We developed a dynamic, age-structured transmission and cost-effectiveness model that simulated multiple vaccination strategies with a typhoid Vi conjugate vaccine from a societal perspective. We simulated 10-year vaccination programs with (1) routine immunization of infants (aged <1 year) through the Expanded Program on Immunization (EPI) and (2) routine immunization of infants through the EPI plus a 1-time catch-up campaign in school-aged children (aged 5-14 years). In the base case analysis, we assumed a 0.5% case-fatality rate for all cases of clinically symptomatic typhoid fever and defined strategies as highly cost-effective by using the definition of a low-income country (defined as a country with a gross domestic product of $1045 per capita).
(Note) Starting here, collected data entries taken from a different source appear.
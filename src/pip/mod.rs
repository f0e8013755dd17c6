//! Point-in-Polygon (PIP) reverse geocoding.
//!
//! Loads the prepared admin1 boundary collection and answers which unit
//! contains a coordinate, using a crossing-number test over every
//! boundary in dataset order.

mod boundary;
pub mod geometry;
mod index;
mod service;

pub use boundary::{load_admin_boundaries, parse_admin_boundaries, AdminBoundary, ADMIN1_FILE};
pub use geometry::Boundary;
pub use index::AdminBoundaryIndex;
pub use service::{Location, OutputMode, ReverseGeocoder};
We defined incidence as the true number of clinically symptomatic people in the population per year.

Results

Vi conjugate typhoid vaccines were highly cost-effective when administered by routine immunization activities through the EPI in settings with an annual incidence of >50 cases/100000 (95% uncertainty interval, 40-75 cases) and when administered through the EPI plus a catch-up campaign in settings with an annual incidence of >130 cases/100000 (95% uncertainty interval, 50-395 cases). The incidence threshold was sensitive to the typhoid-related case-fatality rate, carrier contribution to transmission, vaccine characteristics, and country-specific economic threshold for cost-effectiveness.

Conclusions

Typhoid Vi conjugate vaccines would be highly cost-effective in low-income countries in settings of moderate typhoid incidence (50 cases/100000 annually). These results were sensitive to case-fatality rates, underscoring the need to consider factors contributing to typhoid mortality (eg, healthcare access and antimicrobial resistance) in the global vaccination strategy.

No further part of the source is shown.